Health Insurance Portability and Accountability Act of 1996 (HIPAA): Guarantees availability of individual health insurance coverage without pre-existing limitations to certain individuals who have lost group coverage.
Individual Insurance: Policies that provide protection to the policy holder and/or his or her family. Sometimes called personal insurance as distinct from group insurance.
Insured/Policyholder: The person for whom the insurance policy is registered under.
Lifetime Maximum: The maximum amount that the insurance company will pay for medical expenses. This amount may be listed as the maximum amount for each illness or condition. Or it may be listed as total costs paid from a portion of a policy; e.g. inpatient expenses vs. outpatient.

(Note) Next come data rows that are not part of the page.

//! Beauty Queen CLI - Database migrations and management tools.
//!
//! # Usage
//!
//! ```bash
//! # Run database migrations
//! bq-cli migrate
//!
//! # Seed the product catalog
//! bq-cli seed products
//!
//! # Seed, clearing existing products first
//! bq-cli seed products --clear
//! ```
//!
//! # Commands
//!
//! - `migrate` - Run database migrations
//! - `seed products` - Seed the catalog with the default product set

#![cfg_attr(not(test), forbid(unsafe_code))]

use clap::{Parser, Subcommand};

mod commands;

#[derive(Parser)]
#[command(name = "bq-cli")]
#[command(author, version, about = "Beauty Queen CLI tools")]
struct Cli {
    #[command(subcommand)]
    command: Commands,
}

#[derive(Subcommand)]
enum Commands {
    /// Run database migrations
    Migrate,
    /// Seed database tables
    Seed {
        #[command(subcommand)]
        target: SeedTarget,
    },
}

#[derive(Subcommand)]
enum SeedTarget {
    /// Seed the product catalog
    Products {
        /// Delete existing products first
        #[arg(long)]
        clear: bool,
    },
}

#[tokio::main]
async fn main() {
    // Initialize tracing
    tracing_subscriber::fmt::init();

    let cli = Cli::parse();

    let result: Result<(), Box<dyn std::error::Error>> = run(cli).await;

    if let Err(e) = result {
        tracing::error!("Command failed: {e}");
        std::process::exit(1);
    }
}

async fn run(cli: Cli) -> Result<(), Box<dyn std::error::Error>> {
    match cli.command {
        Commands::Migrate => commands::migrate::run().await?,
        Commands::Seed { target } => match target {
            SeedTarget::Products { clear } => commands::seed::products(clear).await?,
        },
    }
    Ok(())
}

Major Medical: Refers to the portion of the insurance policy which usually provides coverage for outpatient services: doctor's office visit, outpatient pharmacy services, factor concentrate home therapy, etc
Medicaid: A federally and state funded program for low-income people. Eligibility criteria will vary by state but are usually tied to income and assets.
Medical Necessity: In order to be financed by an insurer, a service must be medically necessary.
Medicare: A federally funded medical insurance program for people age 65 and over, individuals with end stage renal disease, or those who qualify for Social Security disability.
Open Enrollment: A time period when a person can obtain insurance coverage or change insurance carriers without penalty for a pre-existing condition. This opportunity may be available from some employers on an annual basis.
Out-of-Pocket Expenses: Those medical expenses that an insured must pay that are not covered under the group contract.
Pre-Existing Condition Clause: Any medical, obstetrical or psychiatric condition that the patient had at the time the plan became effective. If your plan contains this clause there is usually a defined waiting period beyond the effective date of the plan before the plan will make payment for treatment of the preexisting medical condition.
Preferred Provider Organization (PPO): A group of health care providers (physicians, hospitals, and other providers) located within a specific geographical area that have contracted with an entity (a physicians' group or hospital, for example) to provide health care services.
Premium: The payment a subscriber must pay in order to maintain medical benefits.
Primary Care Physician (PCP): The network physician designated by an employee (and each of his or her dependents) to serve as that employee's entry into the health care system. The PCP often is reimbursed through a different mechanism (such as capitation) than are other network providers. This physician sometimes is referred to as the ."gatekeeper."
Primary Coverage: The insurance plan that is required to pay benefits first based on state and federal insurance regulations.
Provider: Refers to any party that delivers health care services. For example, can be used to describe doctors, hospitals, or suppliers.
Reimbursement: The amount the plan pays for a particular product or service. Your plan may reimburse the full amount charged by your doctor, pharmacy, or hospital; or it may reimburse a percentage or set amount.
Secondary Coverage: An insurance plan that is required to pay benefits after the primary plan has paid or denied payment for medical expenses.
Stoploss/Out-of-Pocket Expense: The maximum amount of money an insured individual is required to pay (as a deductible or co-pay) before the plan will pay benefits at 100 percent.
Utilization Review: The process of evaluating the appropriateness, necessity and quality at medical care for purposes of insurance coverage.